Agence France-Presse

« Il aurait été possible, oui, d’éviter tant de morts », a déclaré l’ex-président de gauche (2003-2010) dans une vidéo diffusée sur les réseaux sociaux.

Le Brésil est le troisième pays au monde le plus touché par la pandémie, derrière les États-Unis et l’Inde, avec 4,1 millions de cas confirmés et près de 130 000 morts.

« Nous sommes livrés à un gouvernement pour lequel la vie n’a pas de valeur et qui banalise la mort. Un gouvernement insensible, irresponsable et incompétent qui n’a pas respecté les préconisations de l’Organisation mondiale de la Santé (OMS) et fait du coronavirus une arme de destruction massive », a fustigé Lula.

Le président Bolsonaro n’a cessé de minimiser la pandémie, la qualifiant de « petite grippe » et appelant à la reprise des activités économiques plutôt qu’au respect des mesures de confinement selon lui « pire que la maladie ».

Il appelle à un « retour à la normale » et continue à serrer les mains de ses supporters sans porter de masque, comme ce lundi lors d’une cérémonie anniversaire de l’indépendance du Brésil.

Lula a ensuite reproché au gouvernement d’avoir nommé « des militaires sans expérience médicale ou sanitaire » à la tête du ministère de la Santé, dévolu au général Eduardo Pazuello après la démission de deux ministres au plus fort de la pandémie.

« Les élections de 2018 ont plongé le Brésil dans un cauchemar qui semble ne pas avoir de fin. Le pays traverse l’une des pires périodes de son histoire », a estimé Lula.

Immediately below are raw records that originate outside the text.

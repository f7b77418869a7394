pub mod file_probe;
pub mod notifier;
pub mod renderer;

pub use file_probe::FileProbe;
pub use notifier::DirectoryNotifier;
pub use renderer::{PageLayout, PdfRenderer, Renderer};
//! # File Processing Service
//!
//! 监视输入目录中按序号命名的图片（`img_001.jpg`、`img_002.png` ...），
//! 把连续的页面合并为一份多页 PDF，不符合命名规则的文件移入隔离目录。
//!
//! ## 架构设计
//!
//! 本系统采用四层架构：
//!
//! ### ① 基础设施层（Infrastructure）
//! - `FileProbe` - 独占打开探测，确认生产者已写完
//! - `Renderer` / `PdfRenderer` - 把页面渲染为 PDF
//! - `DirectoryNotifier` - 新文件到达时唤醒后台循环
//!
//! ### ② 业务能力层（Services）
//! - `Classifier` - 页面 / 外来文件分类
//! - `QuarantineMover` - 隔离外来文件
//! - `ArtifactWriter` - 输出 `result_<N>.pdf`
//!
//! ### ③ 流程层（Workflow）
//! - `CurrentBatch` - 批次状态机（累积、发现序号中断、输出）
//! - `PageLedger` - 已接收页面台账
//!
//! ### ④ 编排层（Orchestration）
//! - `WatchLoop` - 扫描 / 等待 / 输出 / 收尾
//! - `FileService` - 启动与停止
//!
//! ## 模块结构

pub mod config;
pub mod error;
pub mod infrastructure;

pub mod models;
pub mod orchestrator;
pub mod services;
pub mod utils;
pub mod workflow;

// 重新导出常用类型
pub use config::Config;
pub use error::{AppError, AppResult};
pub use infrastructure::{FileProbe, PageLayout, PdfRenderer, Renderer};
pub use models::{PageImage, PendingFile};
pub use orchestrator::{FileService, FlushReason, LoopStats, WatchLoop};
pub use services::{Classification, Classifier};
pub use workflow::{BatchState, CurrentBatch};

« Comme dans les films d’horreur, les oligarchies brésiliennes ont donné naissance à un monstre qu’elles ne peuvent désormais plus contrôler, mais qu’elles continueront à soutenir tant que leurs intérêts seront servis », a-t-il dit.

Lula, 74 ans, qui bénéficie du soutien d’une partie de la population, attend le résultat d’une procédure d’appel contre sa peine de neuf ans de prison pour corruption, qu’il a partiellement purgée entre avril 2018 et novembre 2019.